Burials at liminal points such as crossroads, roadsides, and parish boundaries are notable in English tradition. Bob Trubshaw observed that in southern England many pagan burials of the Anglo-Saxon period are found near parish boundaries, which may postdate the burials (Trubshaw 1995, 4–5). Five hundred years after the downfall of Anglo-Saxon England, the executed dead who had been convicted of particularly horrendous crimes were sometimes gibbeted at crossroads. People who were gibbeted received no burial at all; their corpses were dipped in tar and then were hung in chains as a grisly warning to others. Ephraim Chambers’s 1727 Cyclopædia describes the gibbet as “a machine in manner of a gallows, whereon notorious criminals after execution are hung in irons, or chains, as spectacles, in terrorem.” Those executed at crossroads gallows and not left to hang as a warning to others were buried close by, often under the road itself, “out of the sanctuary,” not in consecrated ground (Glyde 1872, 28–29). The practice of gibbeting continued until 1834 (Pringle 1951, 68).

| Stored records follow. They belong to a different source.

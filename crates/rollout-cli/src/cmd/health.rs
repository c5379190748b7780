use crate::output::print_json;
use anyhow::Context;
use rollout_core::health;
use std::path::Path;

pub fn run(root: &Path, service: &str, endpoint: Option<&str>, json: bool) -> anyhow::Result<()> {
    let config = super::load_config(root, endpoint)?;
    let service = super::parse_service(service)?;
    let plane = super::control_plane(&config)?;

    let report = super::runtime()?
        .block_on(health::report(plane.as_ref(), &service))
        .with_context(|| format!("failed to read health of {service}"))?;

    if json {
        return print_json(&report);
    }
    let verdict = if report.is_healthy() { "healthy" } else { "degraded" };
    println!("Service:     {}", report.service);
    println!("Status:      {} ({verdict})", report.status);
    println!("Spec:        {}", report.active_spec_id);
    println!(
        "Tasks:       {}/{} running, {} pending",
        report.running_count, report.desired_count, report.pending_count
    );
    println!("Deployments: {}", report.deployment_count);
    Ok(())
}
//! Process exit codes.
//!
//! | code | meaning |
//! |------|---------|
//! | 0 | stable / command succeeded |
//! | 1 | usage, config, or local I/O error |
//! | 2 | fatal rollout error (nothing left half-done by the tool) |
//! | 3 | timed out, no rollback attempted |
//! | 4 | timed out and rolled back |
//! | 5 | rollback attempted and failed |

use rollout_core::types::RolloutOutcome;
use rollout_core::RolloutError;

pub const SUCCESS: i32 = 0;
pub const USAGE: i32 = 1;
pub const FATAL: i32 = 2;
pub const TIMED_OUT: i32 = 3;
pub const ROLLED_BACK: i32 = 4;
pub const ROLLBACK_FAILED: i32 = 5;

/// Exit code for the final outcome of a `deploy`.
pub fn for_outcome(outcome: RolloutOutcome) -> i32 {
    match outcome {
        RolloutOutcome::Stable => SUCCESS,
        RolloutOutcome::TimedOut | RolloutOutcome::Pending => TIMED_OUT,
        RolloutOutcome::RolledBack => ROLLED_BACK,
        RolloutOutcome::Failed => ROLLBACK_FAILED,
    }
}

pub fn for_error(err: &anyhow::Error) -> i32 {
    let Some(rollout) = err.downcast_ref::<RolloutError>() else {
        return USAGE;
    };
    match rollout.inner() {
        RolloutError::InvalidServiceRef(_)
        | RolloutError::InvalidOutcome(_)
        | RolloutError::SessionDb(_)
        | RolloutError::Io(_)
        | RolloutError::Yaml(_)
        | RolloutError::Json(_) => USAGE,
        _ => FATAL,
    }
}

Until 1823, under Church of England laws, suicides, nonconformists, Jews, Gypsies, outlaws, and executed criminals were not to be given burial in consecrated ground. Jewish communities and nonconformist chapels owned their own burial grounds, but Gypsies, witches, and those assumed to have killed themselves sometimes ended up under the edge of the road or even beneath the road surface itself. In Suffolk, at a former crossroads on the Bury St. Edmunds–to–Kentford road, is the Gypsy’s Grave, otherwise known as the Boy’s Grave, a flower-bedecked plot reputed to be the burial place of a shepherd boy who hanged himself after being accused of stealing sheep (Lantern 10, 1975, 3; Burgess 1978, 6). Here, the Gypsy and the suicide are the same person. Another kind of outcast was the witch. Catherine Parsons recounted that when the famous Cambridgeshire witch known as Daddy Witch died, her body was buried in the middle of the road from Horseheath to Horseheath Green, opposite the “hut by the sheep-pond at Garret’s Close,” where she had lived. The site of her grave was said to be discernable from the dryness of the road at that place, reputed to be caused by the heat from her body (Parsons 1915, 39). The Horseheath Women’s Institute Scrapbook for 1935 states that one must nod one’s head nine times for good luck before passing over Daddy Witch’s grave (Porter 1969, 163). At nearby Bartlow was a bump at a crossroads where a witch was said to be buried (Porter 1969, 161).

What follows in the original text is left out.